Aside from the role that the law and local governments have played, gambling is also embedded into New Jersey’s culture in a way that is – domestically at least – rivaled only by Nevada and its major casino city of Las Vegas. Back on the East Coast, New Jersey plays home to Atlantic City, a long-time casino resort that has adapted well to the arrival of sports betting both in-person and online.


The Borgata Hotel Casino, for example, was the second in the whole state to offer sports bets once they became legal. While this doesn’t mean that only citizens of New Jersey can enjoy top-quality sports betting opportunities, it does mean that the state has more of a stake in keeping sports betting culture alive.
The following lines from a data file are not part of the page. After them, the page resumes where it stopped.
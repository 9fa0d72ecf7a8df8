//! Open backtest positions and the trades they close into.

use crate::domain::ohlcv::Bar;
use crate::domain::scoring::Direction;
use chrono::{DateTime, Utc};
use serde::Serialize;
use std::fmt;

#[derive(Debug, Clone, Copy, PartialEq, Eq, Serialize)]
#[serde(rename_all = "snake_case")]
pub enum ExitReason {
    StopLoss,
    ScoreExit,
    TimeExit,
}

impl ExitReason {
    pub fn as_str(&self) -> &'static str {
        match self {
            ExitReason::StopLoss => "stop_loss",
            ExitReason::ScoreExit => "score_exit",
            ExitReason::TimeExit => "time_exit",
        }
    }
}

impl fmt::Display for ExitReason {
    fn fmt(&self, f: &mut fmt::Formatter<'_>) -> fmt::Result {
        f.write_str(self.as_str())
    }
}

#[derive(Debug, Clone, PartialEq)]
pub struct BacktestPosition {
    pub symbol: String,
    pub direction: Direction,
    pub entry_price: f64,
    pub entry_time: DateTime<Utc>,
    pub stop_price: f64,
    /// Fractional units.
    pub position_size: f64,
    pub position_value: f64,
    /// Loss at the stop when the position was opened.
    pub risk_dollars: f64,
}

impl BacktestPosition {
    /// Intrabar stop check against the bar's extreme, not its close.
    pub fn stop_hit(&self, bar: &Bar) -> bool {
        match self.direction {
            Direction::Bullish => bar.low <= self.stop_price,
            Direction::Bearish => bar.high >= self.stop_price,
        }
    }

    pub fn return_at(&self, exit_price: f64) -> f64 {
        let raw = (exit_price - self.entry_price) / self.entry_price;
        match self.direction {
            Direction::Bullish => raw,
            Direction::Bearish => -raw,
        }
    }

    pub fn holding_days(&self, at: DateTime<Utc>) -> i64 {
        (at - self.entry_time).num_days()
    }

    pub fn close(
        self,
        exit_time: DateTime<Utc>,
        exit_price: f64,
        exit_reason: ExitReason,
    ) -> BacktestTrade {
        let trade_return = self.return_at(exit_price);
        let trade_pnl = trade_return * self.position_value;
        let r_multiple = if self.risk_dollars > 0.0 {
            trade_pnl / self.risk_dollars
        } else {
            0.0
        };
        BacktestTrade {
            holding_days: self.holding_days(exit_time),
            symbol: self.symbol,
            direction: self.direction,
            entry_time: self.entry_time,
            entry_price: self.entry_price,
            exit_time,
            exit_price,
            position_size: self.position_size,
            position_value: self.position_value,
            trade_return,
            trade_pnl,
            r_multiple,
            exit_reason,
        }
    }
}

#[derive(Debug, Clone, PartialEq, Serialize)]
pub struct BacktestTrade {
    pub symbol: String,
    pub direction: Direction,
    pub entry_time: DateTime<Utc>,
    pub entry_price: f64,
    pub exit_time: DateTime<Utc>,
    pub exit_price: f64,
    pub position_size: f64,
    pub position_value: f64,
    pub trade_return: f64,
    pub trade_pnl: f64,
    pub r_multiple: f64,
    pub exit_reason: ExitReason,
    pub holding_days: i64,
}

impl BacktestTrade {
    pub fn is_win(&self) -> bool {
        self.trade_pnl > 0.0
    }
}
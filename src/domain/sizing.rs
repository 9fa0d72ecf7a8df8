//! ATR-based position sizing.

use crate::domain::config::SizingConfig;
use crate::domain::features::FeatureRow;
use crate::domain::scoring::Direction;
use serde::Serialize;

/// Fraction of close used as the stop basis when ATR is unusable.
pub const ATR_FALLBACK_PCT: f64 = 0.01;

#[derive(Debug, Clone, Copy, PartialEq, Serialize)]
pub struct SizingResult {
    pub stop_price: f64,
    pub per_unit_risk: f64,
    pub risk_dollars: f64,
    pub size_units: u64,
    pub notional_dollars: f64,
}

pub fn size_position(row: &FeatureRow, direction: Direction, config: &SizingConfig) -> SizingResult {
    size_from_price(row.bar.close, row.atr, direction, config)
}

/// Sizing from a raw entry price and ATR. `size_units` is the whole number
/// of units whose stop-out loss stays within `risk_dollars`.
pub fn size_from_price(
    close: f64,
    atr: f64,
    direction: Direction,
    config: &SizingConfig,
) -> SizingResult {
    let atr_value = if atr.is_finite() && atr > 0.0 {
        atr
    } else {
        close * ATR_FALLBACK_PCT
    };
    let offset = config.stop_atr_mult * atr_value;
    let stop_price = match direction {
        Direction::Bullish => close - offset,
        Direction::Bearish => close + offset,
    };
    let per_unit_risk = (close - stop_price).abs();
    let risk_dollars = config.account_equity * config.risk_pct;

    let size_units = if per_unit_risk > 0.0 && risk_dollars > 0.0 {
        let units = (risk_dollars / per_unit_risk).floor();
        // float-to-int casts saturate, NaN maps to zero
        units as u64
    } else {
        0
    };

    SizingResult {
        stop_price,
        per_unit_risk,
        risk_dollars,
        size_units,
        notional_dollars: size_units as f64 * close,
    }
}
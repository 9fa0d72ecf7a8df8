//! Single-point-in-time scan across a symbol universe.
//!
//! Each symbol is fetched, normalized, filtered, compiled and scored on its
//! own. A failing symbol becomes a [`SymbolError`] next to the ranked rows;
//! only cancellation aborts the whole scan.

use crate::domain::cancel::CancelToken;
use crate::domain::config::ScanConfig;
use crate::domain::error::{ScanError, SymbolError};
use crate::domain::features::compile_features;
use crate::domain::ohlcv::BarSeries;
use crate::domain::scoring::{score_row, Direction};
use crate::domain::sizing::size_position;
use crate::domain::timeframe::Timeframe;
use crate::domain::universe::{normalize_symbol, AssetClass};
use crate::ports::data_port::{DataPort, FetchRange};
use chrono::{DateTime, Utc};
use rayon::prelude::*;
use serde::Serialize;

/// Bars averaged for the liquidity filter.
pub const LIQUIDITY_WINDOW: usize = 20;

#[derive(Debug, Clone, PartialEq, Serialize)]
pub struct ScanRow {
    pub symbol: String,
    pub timeframe: Timeframe,
    pub asset_class: AssetClass,
    pub timestamp: DateTime<Utc>,
    pub close: f64,
    pub change: f64,
    pub change_pct: f64,
    pub volume: f64,
    pub score: f64,
    pub direction: Direction,
    pub rsi: f64,
    pub ema_long: f64,
    pub macd_hist: f64,
    pub atr: f64,
    pub atr_pct: Option<f64>,
    pub bb_width: f64,
    pub vol_z: f64,
    pub rolling_max: f64,
    pub rolling_min: f64,
    pub stop_price: f64,
    pub per_unit_risk: f64,
    pub risk_dollars: f64,
    pub size_units: u64,
    pub notional_dollars: f64,
}

#[derive(Debug, Default)]
pub struct ScanReport {
    /// Sorted by score, highest first.
    pub rows: Vec<ScanRow>,
    pub errors: Vec<SymbolError>,
}

/// Scans `symbols` after normalizing each one with `config.is_crypto`.
pub fn scan(
    data_port: &dyn DataPort,
    symbols: &[String],
    config: &ScanConfig,
    cancel: &CancelToken,
) -> Result<ScanReport, ScanError> {
    tracing::info!(
        symbols = symbols.len(),
        timeframe = %config.timeframe,
        "starting scan"
    );

    let symbols: Vec<String> = symbols
        .iter()
        .map(|s| normalize_symbol(s, config.is_crypto))
        .collect();

    let outcomes = map_symbols(&symbols, config.parallel, |symbol| {
        cancel.check()?;
        Ok(scan_symbol(data_port, symbol, config))
    })?;

    let mut report = ScanReport::default();
    for (symbol, outcome) in symbols.iter().zip(outcomes) {
        match outcome {
            Ok(row) => report.rows.push(row),
            Err(error) => {
                tracing::warn!(symbol = %symbol, kind = error.kind(), "skipping symbol: {error}");
                report.errors.push(SymbolError::new(symbol.as_str(), error));
            }
        }
    }
    report.rows.sort_by(|a, b| b.score.total_cmp(&a.score));

    tracing::info!(
        scanned = report.rows.len(),
        failed = report.errors.len(),
        "scan complete"
    );
    Ok(report)
}

/// Scans one symbol. Every failure is per-symbol.
pub fn scan_symbol(
    data_port: &dyn DataPort,
    symbol: &str,
    config: &ScanConfig,
) -> Result<ScanRow, ScanError> {
    let symbol = normalize_symbol(symbol, config.is_crypto);
    let symbol = symbol.as_str();
    let timeframe = config.timeframe;
    let raw = data_port.fetch_bars(
        symbol,
        timeframe,
        FetchRange::Lookback(timeframe.default_lookback()),
    )?;
    let series = BarSeries::normalize(symbol, timeframe, raw);
    if series.is_empty() {
        return Err(ScanError::DataUnavailable {
            symbol: symbol.to_string(),
            reason: "no usable bars".to_string(),
        });
    }

    let minimum = timeframe.min_bars_required();
    if series.len() < minimum {
        return Err(ScanError::DataInsufficient {
            symbol: symbol.to_string(),
            bars: series.len(),
            minimum,
        });
    }

    let asset_class = AssetClass::classify(symbol);
    if !asset_class.skips_liquidity_filter() {
        let dollar_volume = series
            .trailing_dollar_volume(LIQUIDITY_WINDOW)
            .unwrap_or(0.0);
        if !(dollar_volume >= config.min_dollar_volume) {
            return Err(ScanError::LiquidityFiltered {
                symbol: symbol.to_string(),
                dollar_volume,
                minimum: config.min_dollar_volume,
            });
        }
    }

    let rows = compile_features(&series, &config.features);
    let latest = rows.last().ok_or_else(|| ScanError::ComputationUndefined {
        symbol: symbol.to_string(),
        reason: "every row lacks a defined indicator".to_string(),
    })?;

    let score = score_row(latest, &config.scoring);
    let sizing = size_position(latest, score.direction, &config.sizing);

    let bars = series.bars();
    let prev_close = bars
        .len()
        .checked_sub(2)
        .map(|i| bars[i].close)
        .unwrap_or(latest.bar.close);
    let change = latest.bar.close - prev_close;
    let change_pct = if prev_close != 0.0 {
        change / prev_close * 100.0
    } else {
        0.0
    };

    tracing::debug!(symbol = %symbol, score = score.score, direction = %score.direction, "scored");

    Ok(ScanRow {
        symbol: symbol.to_string(),
        timeframe,
        asset_class,
        timestamp: latest.bar.timestamp,
        close: latest.bar.close,
        change,
        change_pct,
        volume: latest.bar.volume,
        score: score.score,
        direction: score.direction,
        rsi: latest.rsi,
        ema_long: latest.ema_long,
        macd_hist: latest.macd_hist,
        atr: latest.atr,
        atr_pct: latest.atr_pct(),
        bb_width: latest.bb_width,
        vol_z: latest.vol_z,
        rolling_max: latest.rolling_max,
        rolling_min: latest.rolling_min,
        stop_price: sizing.stop_price,
        per_unit_risk: sizing.per_unit_risk,
        risk_dollars: sizing.risk_dollars,
        size_units: sizing.size_units,
        notional_dollars: sizing.notional_dollars,
    })
}

/// Runs `f` for every symbol, on the rayon pool when `parallel`. Results come
/// back in input order; the first batch-level error (cancellation) wins.
pub(crate) fn map_symbols<T, F>(
    symbols: &[String],
    parallel: bool,
    f: F,
) -> Result<Vec<T>, ScanError>
where
    T: Send,
    F: Fn(&str) -> Result<T, ScanError> + Send + Sync,
{
    if parallel {
        symbols
            .par_iter()
            .map(|symbol| f(symbol.as_str()))
            .collect::<Result<Vec<_>, _>>()
    } else {
        symbols
            .iter()
            .map(|symbol| f(symbol.as_str()))
            .collect::<Result<Vec<_>, _>>()
    }
}

#[cfg(test)]
mod tests {
    use super::*;
    use crate::domain::ohlcv::Bar;
    use chrono::{Duration, TimeZone};
    use std::collections::HashMap;

    struct StubData {
        bars: HashMap<String, Vec<Bar>>,
    }

    impl DataPort for StubData {
        fn fetch_bars(
            &self,
            symbol: &str,
            _timeframe: Timeframe,
            _range: FetchRange,
        ) -> Result<Vec<Bar>, ScanError> {
            self.bars
                .get(symbol)
                .cloned()
                .ok_or_else(|| ScanError::DataUnavailable {
                    symbol: symbol.to_string(),
                    reason: "unknown symbol".to_string(),
                })
        }

        fn list_symbols(&self, _timeframe: Timeframe) -> Result<Vec<String>, ScanError> {
            Ok(self.bars.keys().cloned().collect())
        }
    }

    fn trending(n: usize, start: f64, step: f64, volume: f64) -> Vec<Bar> {
        let t0 = Utc.with_ymd_and_hms(2022, 1, 3, 0, 0, 0).unwrap();
        (0..n)
            .map(|i| {
                let close = start + step * i as f64;
                Bar {
                    timestamp: t0 + Duration::days(i as i64),
                    open: close - step / 2.0,
                    high: close.max(close - step) + 0.5,
                    low: close.min(close - step) - 0.5,
                    close,
                    volume,
                }
            })
            .collect()
    }

    fn stub(entries: Vec<(&str, Vec<Bar>)>) -> StubData {
        StubData {
            bars: entries
                .into_iter()
                .map(|(s, b)| (s.to_string(), b))
                .collect(),
        }
    }

    fn symbols(list: &[&str]) -> Vec<String> {
        list.iter().map(|s| s.to_string()).collect()
    }

    #[test]
    fn ranks_by_score_and_isolates_failures() {
        let data = stub(vec![
            ("UP", trending(300, 100.0, 1.0, 1_000_000.0)),
            ("DOWN", trending(300, 400.0, -1.0, 1_000_000.0)),
            ("SHORT", trending(50, 100.0, 1.0, 1_000_000.0)),
        ]);
        let config = ScanConfig {
            parallel: false,
            ..ScanConfig::default()
        };
        let report = scan(
            &data,
            &symbols(&["DOWN", "MISSING", "UP", "SHORT"]),
            &config,
            &CancelToken::new(),
        )
        .unwrap();

        let ranked: Vec<&str> = report.rows.iter().map(|r| r.symbol.as_str()).collect();
        assert_eq!(ranked, vec!["UP", "DOWN"]);
        assert_eq!(report.rows[0].direction, Direction::Bullish);
        assert_eq!(report.rows[1].direction, Direction::Bearish);

        let failed: Vec<(&str, &str)> = report
            .errors
            .iter()
            .map(|e| (e.symbol.as_str(), e.error.kind()))
            .collect();
        assert_eq!(
            failed,
            vec![("MISSING", "data_unavailable"), ("SHORT", "data_insufficient")]
        );
    }

    #[test]
    fn liquidity_filter_skips_futures_and_forex() {
        let thin = trending(300, 100.0, 0.5, 10.0);
        let data = stub(vec![
            ("THIN", thin.clone()),
            ("GC=F", thin.clone()),
            ("EURUSD=X", thin),
        ]);
        let report = scan(
            &data,
            &symbols(&["THIN", "GC=F", "EURUSD=X"]),
            &ScanConfig::default(),
            &CancelToken::new(),
        )
        .unwrap();

        assert_eq!(report.rows.len(), 2);
        assert_eq!(report.errors.len(), 1);
        assert_eq!(report.errors[0].symbol, "THIN");
        assert_eq!(report.errors[0].error.kind(), "liquidity_filtered");
    }

    #[test]
    fn row_carries_change_and_sizing() {
        let data = stub(vec![("UP", trending(300, 100.0, 1.0, 1_000_000.0))]);
        let config = ScanConfig::default();
        let row = scan_symbol(&data, "UP", &config).unwrap();

        assert_eq!(row.close, 399.0);
        assert_eq!(row.change, 1.0);
        assert!((row.change_pct - 100.0 / 398.0).abs() < 1e-12);
        assert_eq!(row.asset_class, AssetClass::Equity);
        assert!(row.stop_price < row.close);
        let expected_units = (config.sizing.account_equity * config.sizing.risk_pct
            / row.per_unit_risk)
            .floor() as u64;
        assert_eq!(row.size_units, expected_units);
    }

    #[test]
    fn crypto_flag_normalizes_bare_tickers() {
        let data = stub(vec![("BTC-USD", trending(300, 100.0, 1.0, 1_000_000.0))]);
        let config = ScanConfig {
            is_crypto: true,
            parallel: false,
            ..ScanConfig::default()
        };
        let report = scan(&data, &symbols(&["btc", "ETH"]), &config, &CancelToken::new()).unwrap();

        assert_eq!(report.rows.len(), 1);
        assert_eq!(report.rows[0].symbol, "BTC-USD");
        assert_eq!(report.rows[0].asset_class, AssetClass::Crypto);
        assert_eq!(report.errors.len(), 1);
        assert_eq!(report.errors[0].symbol, "ETH-USD");

        let row = scan_symbol(&data, "BTC", &config).unwrap();
        assert_eq!(row.symbol, "BTC-USD");
    }

    #[test]
    fn parallel_and_sequential_agree() {
        let data = stub(vec![
            ("A", trending(300, 100.0, 1.0, 1_000_000.0)),
            ("B", trending(300, 300.0, -0.5, 1_000_000.0)),
            ("C", trending(300, 50.0, 0.2, 1_000_000.0)),
        ]);
        let list = symbols(&["A", "B", "C"]);
        let seq = ScanConfig {
            parallel: false,
            ..ScanConfig::default()
        };
        let par = ScanConfig {
            parallel: true,
            ..ScanConfig::default()
        };
        let a = scan(&data, &list, &seq, &CancelToken::new()).unwrap();
        let b = scan(&data, &list, &par, &CancelToken::new()).unwrap();
        assert_eq!(a.rows, b.rows);
    }

    #[test]
    fn cancelled_scan_returns_error() {
        let data = stub(vec![("UP", trending(300, 100.0, 1.0, 1_000_000.0))]);
        let cancel = CancelToken::new();
        cancel.cancel();
        let result = scan(&data, &symbols(&["UP"]), &ScanConfig::default(), &cancel);
        assert!(matches!(result, Err(ScanError::Cancelled)));
    }
}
In many ways, the state has been the home of sports betting culture since day one and is likely to keep that title for the long term.


Policy approaches


Both New Jersey and Pennsylvania have operated sportsbooks since pretty early in the post-PASPA period, and there are few significant differences between the two. In the eyes of the sports press, the two have taken subtly different approaches. Pennsylvania, for example, has a thriving mobile and online gambling scene – although this is also legal in New Jersey, and bettors there can access similar services.


The two states can also offer what has been described as a close-to saturated market when it comes to in-person sports betting. One report last year found that there were eight in-person sports betting institutions in Pennsylvania with more on the way, while in New Jersey, the Meadowlands Racetrack in East Rutherford is known for now offering sports betting options.


For providers, there is something of a question mark over how good these developments are. It makes it harder for monopolies to emerge, of course. But for fans, this is a great opportunity. With so many outlets now offering sports betting destinations (and with many such places also developing online versions of their sports wagering functions that can be used anywhere), there’s never been a more convenient time to be a sports bettor in either of these two states.


Sports betting is legal in both New Jersey and Pennsylvania, but that doesn’t mean the two are equal in terms of how useful they are for sports bettors looking to maximize their gambling experience. New Jersey provides bettors with a long-held gambling heritage that was largely responsible for the legalization of sports betting, to begin with, for example. Ultimately, however, the practical differences between the two states are far from extreme. Both offer legal sports gambling and have a strong betting market as a result.